- Your assignment: For the word "before", state how many lines of the records include it, with no other text.

Collection entries
= Beginning of Section =

use std::time::Duration;

use crate::RequestId;

#[derive(Debug, Clone, PartialEq, Eq)]
pub enum Effect {
    /// Replace any pending debounce timer with a new one.
    ScheduleSearch {
        generation: u64,
        text: String,
        delay: Duration,
    },
    /// Drop the pending debounce timer, if any.
    CancelSearch,
    Fetch { request_id: RequestId, query: Query },
    Navigate {
        record_id: String,
        kind: &'static str,
    },
}

/// Which fetch service operation a request maps to.
#[derive(Debug, Clone, PartialEq, Eq)]
pub enum Query {
    All,
    Keyword(String),
}

impl Query {
    /// An empty term means "no filter".
    pub fn for_term(text: &str) -> Self {
        if text.is_empty() {
            Query::All
        } else {
            Query::Keyword(text.to_string())
        }
    }
}
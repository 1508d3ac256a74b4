use std::sync::mpsc;
use std::time::Duration;

use tokio::runtime::Handle;
use tokio::task::JoinHandle;

use crate::EngineEvent;

/// Owns the single pending debounce timer.
///
/// Scheduling aborts the previous timer before spawning the new one, so at
/// most one timer is ever pending. A timer that already fired is filtered by
/// its generation when the event is applied.
#[derive(Debug, Default)]
pub struct Debouncer {
    pending: Option<JoinHandle<()>>,
}

impl Debouncer {
    pub fn new() -> Self {
        Self::default()
    }

    pub fn schedule(
        &mut self,
        runtime: &Handle,
        generation: u64,
        text: String,
        delay: Duration,
        events: mpsc::Sender<EngineEvent>,
    ) {
        self.cancel();
        self.pending = Some(runtime.spawn(async move {
            tokio::time::sleep(delay).await;
            let _ = events.send(EngineEvent::DebounceElapsed { generation, text });
        }));
    }

    pub fn cancel(&mut self) {
        if let Some(timer) = self.pending.take() {
            timer.abort();
        }
    }

    pub fn is_pending(&self) -> bool {
        self.pending
            .as_ref()
            .is_some_and(|timer| !timer.is_finished())
    }
}

impl Drop for Debouncer {
    fn drop(&mut self) {
        self.cancel();
    }
}
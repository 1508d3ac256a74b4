use std::sync::Once;

use pretty_assertions::assert_eq;
use recordlist_core::{
    update, EmptyState, Effect, FetchError, Msg, Query, Record, RequestId, SearchState,
};
use serde_json::json;

fn init_logging() {
    static INIT: Once = Once::new();
    INIT.call_once(engine_logging::initialize_for_tests);
}

fn accounts(names: &[&str]) -> Vec<Record> {
    names
        .iter()
        .enumerate()
        .map(|(idx, name)| {
            Record::from_value(json!({"Id": format!("00{}", idx + 1), "Name": name}))
                .expect("object")
        })
        .collect()
}

fn search(state: SearchState, text: &str) -> (SearchState, RequestId) {
    let (state, effects) = update(state, Msg::SearchInput(text.to_string()));
    let generation = match effects.as_slice() {
        [Effect::ScheduleSearch { generation, .. }] => *generation,
        other => panic!("unexpected effects {other:?}"),
    };
    let (state, effects) = update(
        state,
        Msg::DebounceElapsed {
            generation,
            text: text.to_string(),
        },
    );
    match effects.as_slice() {
        [Effect::Fetch { request_id, .. }] => (state, *request_id),
        other => panic!("unexpected effects {other:?}"),
    }
}

fn complete(
    state: SearchState,
    request_id: RequestId,
    result: Result<Vec<Record>, FetchError>,
) -> SearchState {
    let (state, effects) = update(state, Msg::FetchCompleted { request_id, result });
    assert!(effects.is_empty());
    state
}

#[test]
fn new_state_starts_loading() {
    let view = SearchState::new().view();
    assert!(view.is_loading);
    assert!(!view.has_records);
    assert_eq!(view.empty_state, Some(EmptyState::Loading));
}

#[test]
fn mount_fetches_all_and_populates_records() {
    init_logging();
    let (state, effects) = update(SearchState::new(), Msg::Mounted);
    assert!(state.is_loading());
    let request_id = state.latest_request().expect("request");
    assert_eq!(
        effects,
        vec![Effect::Fetch {
            request_id,
            query: Query::All,
        }]
    );

    let mut state = complete(state, request_id, Ok(accounts(&["Acme", "Globex", "Initech"])));
    let view = state.view();

    assert!(view.has_records);
    assert_eq!(view.record_count, 3);
    assert!(!view.is_loading);
    assert_eq!(view.error_message, "");
    assert_eq!(view.empty_state, None);
    assert!(state.consume_dirty());
}

#[test]
fn failed_mount_clears_loading() {
    init_logging();
    let (state, _) = update(SearchState::new(), Msg::Mounted);
    let request_id = state.latest_request().expect("request");

    let state = complete(
        state,
        request_id,
        Err(FetchError::with_message("insufficient access")),
    );

    assert!(!state.is_loading());
    assert_eq!(state.error_message(), "insufficient access");
}

#[test]
fn keyword_failure_empties_records_and_keeps_message() {
    init_logging();
    let (state, _) = update(SearchState::new(), Msg::Mounted);
    let request_id = state.latest_request().expect("request");
    let state = complete(state, request_id, Ok(accounts(&["Acme"])));

    let (state, request_id) = search(state, "acme");
    assert!(state.is_loading());
    let state = complete(state, request_id, Err(FetchError::with_body("timeout")));
    let view = state.view();

    assert!(view.records.is_empty());
    assert_eq!(view.error_message, "timeout");
    assert!(!view.is_loading);
    assert_eq!(
        view.empty_state,
        Some(EmptyState::Failed {
            message: "timeout".to_string()
        })
    );
}

#[test]
fn success_after_failure_clears_error() {
    init_logging();
    let (state, _) = update(SearchState::new(), Msg::Mounted);
    let request_id = state.latest_request().expect("request");
    let state = complete(state, request_id, Err(FetchError::default()));
    assert!(state.error().is_some());

    let (state, request_id) = search(state, "glob");
    let state = complete(state, request_id, Ok(accounts(&["Globex"])));

    assert!(state.error().is_none());
    assert_eq!(state.record_count(), 1);
}

#[test]
fn records_and_error_are_never_both_populated() {
    init_logging();
    let (mut state, _) = update(SearchState::new(), Msg::Mounted);
    let outcomes = vec![
        Ok(accounts(&["Acme", "Globex"])),
        Err(FetchError::with_body("boom")),
        Ok(accounts(&["Initech"])),
        Err(FetchError::default()),
        Ok(Vec::new()),
    ];

    for (idx, outcome) in outcomes.into_iter().enumerate() {
        let (next, request_id) = search(state, &format!("term{idx}"));
        state = complete(next, request_id, outcome);
        let view = state.view();
        assert!(!(view.has_records && state.error().is_some()));
        assert!(!view.is_loading);
    }
}

#[test]
fn zero_matches_is_distinct_from_failure() {
    init_logging();
    let (state, _) = update(SearchState::new(), Msg::Mounted);
    let request_id = state.latest_request().expect("request");
    let state = complete(state, request_id, Ok(Vec::new()));
    let (state, request_id) = search(state, "zzz");
    let state = complete(state, request_id, Ok(Vec::new()));

    assert!(state.error().is_none());
    assert_eq!(
        state.view().empty_state,
        Some(EmptyState::NoMatches {
            term: "zzz".to_string()
        })
    );
}

#[test]
fn stale_completion_does_not_overwrite_newer_results() {
    init_logging();
    let (state, _) = update(SearchState::new(), Msg::Mounted);
    let mount_id = state.latest_request().expect("request");
    let state = complete(state, mount_id, Ok(Vec::new()));

    let (state, older) = search(state, "ac");
    let (state, newer) = search(state, "acme");
    assert!(newer > older);

    let state = complete(state, newer, Ok(accounts(&["Acme Corp"])));
    let before = state.clone();
    let state = complete(state, older, Ok(accounts(&["Acme", "Acorn", "Action"])));

    assert_eq!(state, before);
    assert_eq!(state.record_count(), 1);
}

#[test]
fn stale_completion_while_newer_in_flight_keeps_loading() {
    init_logging();
    let (state, _) = update(SearchState::new(), Msg::Mounted);
    let mount_id = state.latest_request().expect("request");
    let state = complete(state, mount_id, Ok(Vec::new()));

    let (state, older) = search(state, "ac");
    let (state, newer) = search(state, "acme");

    let state = complete(state, older, Err(FetchError::with_body("slow")));
    assert!(state.is_loading());
    assert!(state.error().is_none());

    let state = complete(state, newer, Ok(accounts(&["Acme"])));
    assert!(!state.is_loading());
    assert_eq!(state.record_count(), 1);
}

#[test]
fn completion_after_unmount_is_ignored() {
    init_logging();
    let (state, _) = update(SearchState::new(), Msg::Mounted);
    let request_id = state.latest_request().expect("request");
    let (state, _) = update(state, Msg::Unmounted);

    let state = complete(state, request_id, Ok(accounts(&["Acme"])));

    assert!(!state.has_records());
}
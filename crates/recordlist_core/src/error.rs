use std::fmt;

use serde::{Deserialize, Serialize};

/// Nested error payload, as carried by service-side failures.
#[derive(Debug, Clone, PartialEq, Eq, Default, Serialize, Deserialize)]
pub struct ErrorBody {
    #[serde(default)]
    pub message: Option<String>,
}

/// Failure reported by the record fetch service.
///
/// Mirrors the loosely-shaped errors services hand back: an optional nested
/// `body.message` and an optional top-level `message`. Unknown fields are
/// ignored when deserializing.
#[derive(Debug, Clone, PartialEq, Eq, Default, Serialize, Deserialize)]
pub struct FetchError {
    #[serde(default)]
    pub body: Option<ErrorBody>,
    #[serde(default)]
    pub message: Option<String>,
}

impl FetchError {
    /// Error whose message lives in the nested body.
    pub fn with_body(message: impl Into<String>) -> Self {
        Self {
            body: Some(ErrorBody {
                message: Some(message.into()),
            }),
            message: None,
        }
    }

    /// Error with only a top-level message.
    pub fn with_message(message: impl Into<String>) -> Self {
        Self {
            body: None,
            message: Some(message.into()),
        }
    }

    /// Human-readable message: nested body message first, then the top-level
    /// message, else an empty string.
    pub fn user_message(&self) -> &str {
        self.body
            .as_ref()
            .and_then(|body| body.message.as_deref())
            .or(self.message.as_deref())
            .unwrap_or("")
    }
}

impl fmt::Display for FetchError {
    fn fmt(&self, f: &mut fmt::Formatter<'_>) -> fmt::Result {
        match self.user_message() {
            "" => write!(f, "fetch failed"),
            message => write!(f, "{message}"),
        }
    }
}

impl std::error::Error for FetchError {}

#[cfg(test)]
mod tests {
    use super::*;
    use serde_json::json;

    fn parse(value: serde_json::Value) -> FetchError {
        serde_json::from_value(value).expect("error shape")
    }

    #[test]
    fn nested_message_wins() {
        let err = parse(json!({"body": {"message": "X"}, "message": "outer"}));
        assert_eq!(err.user_message(), "X");
    }

    #[test]
    fn top_level_message_without_body() {
        assert_eq!(parse(json!({"message": "Y"})).user_message(), "Y");
    }

    #[test]
    fn body_without_message_falls_back_to_top_level() {
        let err = parse(json!({"body": {}, "message": "Y"}));
        assert_eq!(err.user_message(), "Y");
    }

    #[test]
    fn empty_object_has_empty_message() {
        let err = parse(json!({}));
        assert_eq!(err.user_message(), "");
        assert_eq!(err.to_string(), "fetch failed");
    }

    #[test]
    fn unknown_fields_are_ignored() {
        let err = parse(json!({"status": 500, "body": {"message": "boom", "code": 7}}));
        assert_eq!(err, FetchError::with_body("boom"));
    }
}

= End of Section =

- Exercise answer: 3